Mais d’où je viens, alors ? Pourquoi m'a-t-on abandonnée ? Qui sont mes parents biologiques ? Et moi, qui suis-je, finalement ? Je ne devrais pas être là… on a voulu se débarrasser de moi !

 Je serrais désespérément mon arbre, mes doigts crispés contre son écorce rugueuse. Cette fois, aucune voix mystérieuse ne vint me réconforter.

 Ma mère me rejoignit. Elle posa une main sur mon épaule.

– Viens. Il fait presque nuit. Tu vas attraper froid.

 C’était plus fort qu’elle. Même si je ne risquais pas de tomber malade, elle voulait me protéger.

 Nous rentrâmes ensemble. Mon père préparait un feu de cheminée. Nous nous installâmes tous les trois près de l’âtre.

– Je nous prépare un chocolat chaud ? proposa maman.

– Volontiers ! approuvai-je.

 Quelques minutes plus tard, elle apporta un plateau garni de trois tasses fumantes et de biscuits – notre dîner, apparemment.

– Nêryah, ce n’est pas une tare d’être différent des autres, affirma-t-elle, nous distribuant les mugs brûlants. Chacun possède ses particularités. Tes dons sont loin d’être monstrueux, bien au contraire ! Nous te demandons chaque année de planter les légumes dans le potager, car avec toi, ils poussent incroyablement vite. Ils sont vigoureux, savoureux. Tu ne devrais pas te sous-estimer, et encore moins te dénigrer ainsi.

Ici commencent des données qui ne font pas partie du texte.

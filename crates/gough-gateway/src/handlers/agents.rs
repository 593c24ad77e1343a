//! Agent enrollment, token rotation, and heartbeat endpoints.

use std::sync::Arc;

use axum::extract::State;
use axum::http::{HeaderMap, StatusCode};
use axum::Json;
use serde::{Deserialize, Serialize};

use gough_control::types::{EnrollRequest, EnrollResponse, HeartbeatRequest, HeartbeatResponse};
use gough_core::AgentId;
use gough_store::{AgentStatus, Store};

use crate::auth::{AuthAgent, AuthUser, RequestContext};
use crate::error::ApiError;
use crate::handlers::{envelope, Envelope};
use crate::state::GatewayState;

#[derive(Debug, Serialize)]
pub(crate) struct EnrollmentKeyResponse {
    /// Shown exactly once; only its hash is stored.
    enrollment_key: String,
    expires_in_s: u64,
}

/// `POST /api/v1/enrollment-keys` (admin)
pub async fn mint_enrollment_key<S: Store + 'static>(
    State(state): State<Arc<GatewayState<S>>>,
    ctx: RequestContext,
    caller: AuthUser,
) -> Result<(StatusCode, Json<Envelope<EnrollmentKeyResponse>>), ApiError> {
    if !caller.is_admin {
        return Err(ApiError::Forbidden);
    }

    let plaintext = state.identity.mint_enrollment_key(caller.user_id)?;
    state.auditor.record(
        &format!("user:{}", caller.user_id),
        "agent.enrollment_key.mint",
        "agent",
        "-",
        "success",
        serde_json::Value::Null,
        &ctx.request_id,
    );

    Ok((
        StatusCode::CREATED,
        envelope(
            &ctx,
            EnrollmentKeyResponse {
                enrollment_key: plaintext,
                expires_in_s: 24 * 3600,
            },
        ),
    ))
}

/// `POST /api/v1/agents/enroll`
///
/// Authenticated by the `X-Enrollment-Key` header, not a bearer token.
pub async fn enroll<S: Store + 'static>(
    State(state): State<Arc<GatewayState<S>>>,
    ctx: RequestContext,
    headers: HeaderMap,
    Json(request): Json<EnrollRequest>,
) -> Result<(StatusCode, Json<Envelope<EnrollResponse>>), ApiError> {
    let key = headers
        .get("x-enrollment-key")
        .and_then(|v| v.to_str().ok())
        .ok_or_else(|| ApiError::Unauthorized("missing X-Enrollment-Key".into()))?;

    let ca_public_key = state
        .ca
        .public_key()
        .map_err(|e| ApiError::Internal(e.to_string()))?;

    let response = state.identity.enroll(key, &request, ca_public_key)?;

    state.auditor.record(
        &format!("agent:{}", response.agent_id),
        "agent.enroll",
        "agent",
        &request.hostname,
        "success",
        serde_json::json!({"ip_address": request.ip_address, "version": request.agent_version}),
        &ctx.request_id,
    );

    Ok((StatusCode::CREATED, envelope(&ctx, response)))
}

#[derive(Debug, Deserialize)]
pub(crate) struct AgentRefreshRequest {
    refresh_token: String,
}

#[derive(Debug, Serialize)]
pub(crate) struct AgentRefreshResponse {
    access_token: String,
    refresh_token: String,
    expires_at: chrono::DateTime<chrono::Utc>,
}

/// `POST /api/v1/agents/refresh`
pub async fn refresh<S: Store + 'static>(
    State(state): State<Arc<GatewayState<S>>>,
    ctx: RequestContext,
    Json(request): Json<AgentRefreshRequest>,
) -> Result<Json<Envelope<AgentRefreshResponse>>, ApiError> {
    let pair = state.identity.refresh_agent(&request.refresh_token)?;
    Ok(envelope(
        &ctx,
        AgentRefreshResponse {
            access_token: pair.access_token,
            refresh_token: pair.refresh_token,
            expires_at: pair.access_expires_at,
        },
    ))
}

/// `POST /api/v1/agents/heartbeat`
pub async fn heartbeat<S: Store + 'static>(
    State(state): State<Arc<GatewayState<S>>>,
    ctx: RequestContext,
    agent: AuthAgent,
    Json(request): Json<HeartbeatRequest>,
) -> Result<Json<Envelope<HeartbeatResponse>>, ApiError> {
    if agent.status == AgentStatus::Suspended {
        return Err(ApiError::Forbidden);
    }
    // The body names the agent too, but the token decides identity.
    if request.agent_id != agent.agent_id {
        return Err(ApiError::BadRequest("agent_id does not match token".into()));
    }

    let (response, closed_sessions) = state.heartbeats.process(&agent.agent_id, &request)?;
    if !closed_sessions.is_empty() {
        state.broker.close_from_agent(&agent.agent_id, &closed_sessions);
    }
    state.metrics.heartbeats.inc();

    Ok(envelope(&ctx, response))
}

#[derive(Debug, Serialize)]
pub(crate) struct AgentView {
    agent_id: AgentId,
    hostname: String,
    public_ip: String,
    status: AgentStatus,
    capabilities: Vec<String>,
    active_sessions: u32,
    last_heartbeat_at: Option<chrono::DateTime<chrono::Utc>>,
}

#[derive(Debug, Serialize)]
pub(crate) struct AgentList {
    agents: Vec<AgentView>,
}

/// `GET /api/v1/agents` (maintainer)
pub async fn list<S: Store + 'static>(
    State(state): State<Arc<GatewayState<S>>>,
    ctx: RequestContext,
    caller: AuthUser,
) -> Result<Json<Envelope<AgentList>>, ApiError> {
    if !caller.is_maintainer {
        return Err(ApiError::Forbidden);
    }
    let agents = state
        .store
        .list_agents()
        .map_err(|e| ApiError::Internal(e.to_string()))?
        .into_iter()
        .map(|a| AgentView {
            agent_id: a.agent_id,
            hostname: a.hostname,
            public_ip: a.public_ip,
            status: a.status,
            capabilities: a.capabilities,
            active_sessions: a.active_sessions,
            last_heartbeat_at: a.last_heartbeat_at,
        })
        .collect();
    Ok(envelope(&ctx, AgentList { agents }))
}

#[derive(Debug, Deserialize)]
pub(crate) struct SetAgentStatusRequest {
    status: AgentStatus,
}

/// `POST /api/v1/agents/{id}/status` (admin): administrative suspension
/// and reinstatement.
pub async fn set_status<S: Store + 'static>(
    State(state): State<Arc<GatewayState<S>>>,
    ctx: RequestContext,
    caller: AuthUser,
    axum::extract::Path(agent_id): axum::extract::Path<AgentId>,
    Json(request): Json<SetAgentStatusRequest>,
) -> Result<Json<Envelope<AgentView>>, ApiError> {
    if !caller.is_admin {
        return Err(ApiError::Forbidden);
    }
    if !matches!(request.status, AgentStatus::Suspended | AgentStatus::Active) {
        return Err(ApiError::BadRequest(
            "status must be suspended or active".into(),
        ));
    }

    let mut agent = state
        .store
        .get_agent(&agent_id)
        .map_err(|e| ApiError::Internal(e.to_string()))?
        .ok_or_else(|| ApiError::NotFound(format!("agent {agent_id}")))?;
    agent.status = request.status;
    state
        .store
        .put_agent(&agent)
        .map_err(|e| ApiError::Internal(e.to_string()))?;

    state.auditor.record(
        &format!("user:{}", caller.user_id),
        "agent.set_status",
        "agent",
        &agent_id.to_string(),
        "success",
        serde_json::json!({"status": request.status}),
        &ctx.request_id,
    );

    Ok(envelope(
        &ctx,
        AgentView {
            agent_id: agent.agent_id,
            hostname: agent.hostname,
            public_ip: agent.public_ip,
            status: agent.status,
            capabilities: agent.capabilities,
            active_sessions: agent.active_sessions,
            last_heartbeat_at: agent.last_heartbeat_at,
        },
    ))
}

– On appelle ça « avoir la main verte ». Plein de gens savent jardiner, répliquai-je en séchant mes larmes.

 Elle leva les yeux au ciel et but quelques gorgées.

– J’imagine que tu aimerais savoir d’où tu viens, mais nous ne l’avons jamais découvert. Nous sommes heureux de t’avoir accueillie. Je t’ai trouvée au moment où j’avais le plus besoin de toi. Je t’ai élevée, aimée comme ma propre fille. Car pour moi, tu es ma fille.

 Absorbée par la contemplation des flammes, je pris doucement sa main en signe de gratitude, sans la regarder. Il me fallait prendre le temps de digérer cette révélation. Je ne pouvais même pas me raccrocher à une origine, un pays ou une identité.

 Je savourai mon chocolat chaud au lait de riz, m'enivrai de son parfum réconfortant. 

 J’ignorais tout de ma véritable ascendance, mais j'avais néanmoins une famille extraordinaire, qui veillait sur moi.

 Je mis quelques jours à m’en remettre. J’essayais de me détendre. Je ne mangeais pas grand-chose. Mes parents s’en inquiétaient. Je me sentais réellement perdue. L’édifice que j’avais savamment construit pour me protéger venait de s’effondrer.